2.4 不同光照处理油菜幼苗差异基因和差异代谢物的关联分析

对不同光照处理油菜幼苗的差异基因和差异代谢物进行关联分析，共找到多条共同富集代谢通路，但只有黄酮类代谢途径的差异基因和差异代谢物均达到极显著水平。注释到类黄酮合成途径的81个代谢物与48个差异表达基因显著相关。说明油菜颜色的改变是由于光诱导调控了类黄酮合成途径的多个基因表达发生变化，从而改变了类黄酮化合物的含量所致。花翠素、矢车菊素及其衍生物含量的改变是导致油菜幼苗颜色变化的主要色素。

2.5 强光处理油菜幼苗差异基因的验证

采用RT-qPCR方法，对强光处理油菜幼苗测序中表达数量高且在各条通路中均显著富集的前8个差异基因进行验证，结果(图4)显示，4个结构基因(F3′H、CHS、DFR、FLS)、2个转录因子(MYB114、bHLH28)和2个光诱导因子(ELIP1、ELIP2)在光诱导幼苗茎和叶中的表达量均随诱导时间延长而增高，这与转录组分析结果一致；所检测的基因均受强光影响而表达，光诱导因子(EILP1、EILP2)和转录因子(MYB114)在强光下表达量很高，而4个结构基因(F3′H、CHS、DFR、FLS)和转录因子(bHLH28)虽受光诱导表达，但表达量较低，因此推测EILP1、EILP2和调节因子MYB114为光诱导花青素合成的关键基因。

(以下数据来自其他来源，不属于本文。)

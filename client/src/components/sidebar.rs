//! Left navigation rail: brand, tabs, and theme toggle.
//!
//! Tab selection is local UI state; only the dashboard tab has content.

use leptos::prelude::*;

use crate::state::ui::{NavTab, UiState};

#[component]
pub fn Sidebar() -> impl IntoView {
    let ui = expect_context::<RwSignal<UiState>>();

    view! {
        <nav class="sidebar">
            <div class="sidebar__brand">
                <span class="sidebar__logo">"SURF"</span>
                <span class="sidebar__tagline">"Feedback Priorities"</span>
            </div>

            <ul class="sidebar__nav">
                {NavTab::ALL
                    .into_iter()
                    .map(|tab| {
                        view! {
                            <li>
                                <button
                                    class="sidebar__tab"
                                    class:sidebar__tab--active=move || ui.get().active_nav == tab
                                    on:click=move |_| ui.update(|u| u.active_nav = tab)
                                >
                                    {tab.label()}
                                </button>
                            </li>
                        }
                    })
                    .collect_view()}
            </ul>

            <span class="sidebar__spacer"></span>

            <button
                class="btn sidebar__theme-toggle"
                title="Toggle dark mode"
                on:click=move |_| {
                    let next = crate::util::theme::toggle(ui.get_untracked().theme);
                    ui.update(|u| u.theme = next);
                }
            >
                {move || ui.get().theme.toggle_icon()}
            </button>
        </nav>
    }
}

图4 强光处理下油菜幼苗类黄酮途径差异基因的RT-qPCR验证Fig.4 RT-qPCR validation of differentially expressed genes in flavonoid pathway in Brassica napus seedlings treated with intensive light

3 讨 论

光照是植物生长发育的必要条件，强光处理可以使一些植物营养器官和生殖器官的颜色发生改变[30]。油菜在强光下营养器官(组织)颜色变紫，且随着诱导时间延长，叶片和茎紫色加深，子叶、老叶边缘、叶柄及叶脉尤为明显，这一现象与矮牵牛中的研究结果[31]相一致。由于植物花器官的观赏价值和果实的营养价值，所以针对光照诱导植物生殖器官变化的研究较多，这些研究认为光诱导植物颜色变化主要是由于光照诱导花青素积累所致[32]。植物颜色由组织细胞液泡内的色素组分和含量决定，而常见的色素主要有花青素、生物碱和胡萝卜素3大类，其中花青素是最主要的天然色素[33]，是类黄酮合成途径的次生代谢产物。目前对模式植物拟南芥中类黄酮代谢途径及其分子机理的研究较为清楚[34]，已从中分离出类黄酮合成途径的多个结构基因和调节基因，且这些基因在高等植物中高度保守[35-36]。

本研究通过筛选不同光照处理下甘蓝型油菜幼苗的差异表达基因和差异代谢物发现,强光处理油菜幼苗茎、叶颜色变紫，且随诱导时间延长，颜色逐渐变深。通过转录组分析检测到986个次生代谢物基因，其中花青素代谢途径的48个差异表达基因达极显著水平。通过序列比对分析，这48个基因与10个花青素合成的结构基因同源，并鉴定出花青素合成途径的228个调节基因属于转录因子MYB、bHLH和WD40，证明花青素合成相关基因在甘蓝型油菜中存在多个拷贝，且受光诱导调节。通过代谢组分析，从油菜幼苗的第1片真叶中检测出了248个差异代谢物，其中类黄酮代谢途径代谢物81个，不同光照处理油菜幼苗类黄酮途径代谢物差异极显著，证明类黄酮代谢途径受光照诱导调控，油菜颜色变化是由于光照诱导其花青素积累所致，光照诱导油菜颜色的变化主要是由于光照诱导花青素合成基因ANS表达上调，使油菜矢车菊素、翠雀素和牵牛素含量增加所致。对转录组分析鉴定出的表达数量高且在各条目和通路中显著富集的前8个差异基因进行RT-qPCR验证，结果与转录组分析结果一致，这些基因受光照诱导表达，其中结构基因(F3′H、CHS、DFR、FLS)和调节基因bHLH28表达量较低，为组成型表达，而调节基因MYB114、光诱导因子ELIP1和ELIP2表达量较高，为特异性表达，其表达特征与强光下油菜幼苗表型变化一致，MYB114是光诱导花青苷合成的调节基因[37-38]。光诱导因子ELIP1和ELIP2在光诱导下表达量急剧升高，可能在花青苷合成中起到了关键作用，这2个基因的具体功能有待进一步研究。